Lost in Japan : update:
On Friday, I went with Musubi-chan to see Lost in Translation by Sofia Coppola. People have told me it was funny so I expected it to be a comedy, but it turned out to be a different kind of movie. Parts were funny, other parts were “romantic.” The quotation marks are there because I can’t think of any other to describe the connection made between a man, Bob Harris (Bill Murray), and women, Charlotte (Scarlet Johansson), that is so intimate and yet lacking in sexual passion. This intimacy is suggested from the opening scene where the title of the film is displayed at the bottom of the screen in an opaque aqua-blue, almost difficult to read in the shadow of a derrier of a female lying on her side on a bed. The derrier is not naked, but covered in a sheer pink panty–hinting at intimacy. However, it is not a thong or bikini or a g-string; rather it is a sensible full-cut panty covering her entire bottom–implying the absence of an overt sexual attitude….
So the main story surrounds the relationship between Bob and Charlotte. But more interesting to me is their interaction with Japan. It is, in a way, the thing that links them. Once they return to the US, they will no longer be able to share the intimacy. Tokyo is their Paris, a la Bogart and Bergman; a place they can share mentally and maybe emotionally, but no longer physically. As such it is interesting to see how they interact with Tokyo.

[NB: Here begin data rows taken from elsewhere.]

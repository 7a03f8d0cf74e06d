//! # Query Requests & Pages
//!
//! Paging parameters, the result page returned to callers, and the
//! declarative [`QueryRequest`] a caller sends in one piece.
//!
//! ## Request Shape
//! ```json
//! {
//!   "page": 2,
//!   "pageSize": 25,
//!   "search": "acme",
//!   "order": "label.name:desc,name",
//!   "filters": [{ "property": "plays", "op": "greaterThan", "value": 100 }]
//! }
//! ```

use serde::{Deserialize, Serialize};

use crate::error::{CoreError, CoreResult};
use crate::filter::FilterSpec;
use crate::model::Model;
use crate::order::{OrderBy, OrderSpec};
use crate::predicate::{search, Predicate};

/// Page size used when a request does not specify one.
pub const DEFAULT_PAGE_SIZE: u32 = 20;

// =============================================================================
// Page Request
// =============================================================================

/// 1-based page number and page size. Both are always positive, however
/// the value was built.
#[derive(Debug, Clone, Copy, PartialEq, Eq, Serialize, Deserialize)]
#[serde(try_from = "RawPageRequest")]
pub struct PageRequest {
    page: u32,
    size: u32,
}

/// Wire form of [`PageRequest`], checked before it becomes one.
#[derive(Deserialize)]
struct RawPageRequest {
    page: u32,
    size: u32,
}

impl TryFrom<RawPageRequest> for PageRequest {
    type Error = CoreError;

    fn try_from(raw: RawPageRequest) -> CoreResult<Self> {
        PageRequest::new(raw.page, raw.size)
    }
}

impl PageRequest {
    /// ## Errors
    /// `InvalidPage` if `page` or `size` is zero.
    pub fn new(page: u32, size: u32) -> CoreResult<Self> {
        if page == 0 {
            return Err(CoreError::InvalidPage("page numbers start at 1".to_string()));
        }
        if size == 0 {
            return Err(CoreError::InvalidPage("page size must be positive".to_string()));
        }
        Ok(PageRequest { page, size })
    }

    pub fn page(&self) -> u32 {
        self.page
    }

    pub fn size(&self) -> u32 {
        self.size
    }

    /// Number of items before this page.
    pub fn offset(&self) -> usize {
        (self.page.saturating_sub(1) as usize).saturating_mul(self.size as usize)
    }

    /// Takes this page out of an already sorted list.
    pub fn apply<E>(&self, items: Vec<E>) -> Vec<E> {
        items
            .into_iter()
            .skip(self.offset())
            .take(self.size as usize)
            .collect()
    }
}

impl Default for PageRequest {
    fn default() -> Self {
        PageRequest {
            page: 1,
            size: DEFAULT_PAGE_SIZE,
        }
    }
}

// =============================================================================
// Query Page
// =============================================================================

/// One page of a query result.
///
/// `total` counts every item that passed filtering and search, before
/// pagination.
#[derive(Debug, Clone, PartialEq, Serialize)]
#[serde(rename_all = "camelCase")]
pub struct QueryPage<E> {
    pub total: usize,
    pub page: u32,
    pub page_size: u32,
    pub items: Vec<E>,
}

impl<E> QueryPage<E> {
    /// Builds a page from the full, already sorted result.
    pub fn from_sorted(items: Vec<E>, request: PageRequest) -> Self {
        let total = items.len();
        QueryPage {
            total,
            page: request.page,
            page_size: request.size,
            items: request.apply(items),
        }
    }

    pub fn total_pages(&self) -> usize {
        if self.page_size == 0 {
            return 0;
        }
        self.total.div_ceil(self.page_size as usize)
    }

    pub fn map<U>(self, f: impl FnMut(E) -> U) -> QueryPage<U> {
        QueryPage {
            total: self.total,
            page: self.page,
            page_size: self.page_size,
            items: self.items.into_iter().map(f).collect(),
        }
    }
}

// =============================================================================
// Query Request
// =============================================================================

/// A complete declarative query.
#[derive(Debug, Clone, Default, PartialEq, Serialize, Deserialize)]
#[serde(rename_all = "camelCase", default)]
pub struct QueryRequest {
    pub page: Option<u32>,
    pub page_size: Option<u32>,
    pub search: Option<String>,
    /// Comma-separated order specs, e.g. `"name:desc,id"`.
    pub order: Option<String>,
    pub filters: Vec<FilterSpec>,
}

/// A request checked against an entity's metadata.
#[derive(Debug)]
pub struct RequestPlan<T> {
    /// Conjunction of all filters.
    pub filter: Predicate<T>,
    pub search: Predicate<T>,
    pub order: OrderBy<T>,
}

impl QueryRequest {
    /// Resolves paging; the page size is capped at `max_page_size`.
    ///
    /// ## Errors
    /// `InvalidPage` for page `0` or page size `0`.
    pub fn page_request(&self, max_page_size: u32) -> CoreResult<PageRequest> {
        let max = max_page_size.max(1);
        let size = match self.page_size {
            Some(0) => 0,
            Some(size) => size.min(max),
            None => DEFAULT_PAGE_SIZE.min(max),
        };
        PageRequest::new(self.page.unwrap_or(1), size)
    }

    pub fn order_specs(&self) -> CoreResult<Vec<OrderSpec>> {
        match &self.order {
            None => Ok(Vec::new()),
            Some(order) => order
                .split(',')
                .filter(|part| !part.trim().is_empty())
                .map(OrderSpec::parse)
                .collect(),
        }
    }

    /// Builds predicates and ordering, enforcing declared metadata: filters
    /// need a searchable property with that operator, orderings need a
    /// sortable root.
    pub fn plan<T: Model>(&self) -> CoreResult<RequestPlan<T>> {
        let filter = self
            .filters
            .iter()
            .map(FilterSpec::to_declared_predicate::<T>)
            .collect::<CoreResult<Vec<_>>>()?;

        let search = search::<T>(self.search.as_deref().unwrap_or_default())?;

        let order = self
            .order_specs()?
            .into_iter()
            .try_fold(OrderBy::default(), |order, spec| order.then_sortable(spec))?;

        Ok(RequestPlan {
            filter: Predicate::all(filter),
            search,
            order,
        })
    }
}

// =============================================================================
// Unit Tests
// =============================================================================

Individually, the focus is on Bob. He does a whiskey commercial and photo shoot with Japanese individuals. The lack of subtitles forces the audience to feel what Bob is going through. It is–in my mind–a form of participational art: the viewer participates in the confusion that Bob is enduring, thereby using this confusion–and the possible frustration it arousses–to understand and appreciate the film. I almost wish I didn’t understand Japanese so I could participate, as well. Instead, I got to play god, the omniscient observer. more later.
Saturday’s post: Another week has past and Saturday is upon us. UCLA plays the Univrersity of Arizona, the sorriest of the Pac-10 teams. Of course, the only reason its the sorriest is because UCLA crushed Washington last week. Before last weeks game, UA and our beloved Bruins were neck and neck for the distinction of sorriest team. I hope they play well today, as they have shown improvement week to week, albeit in minisicule increments.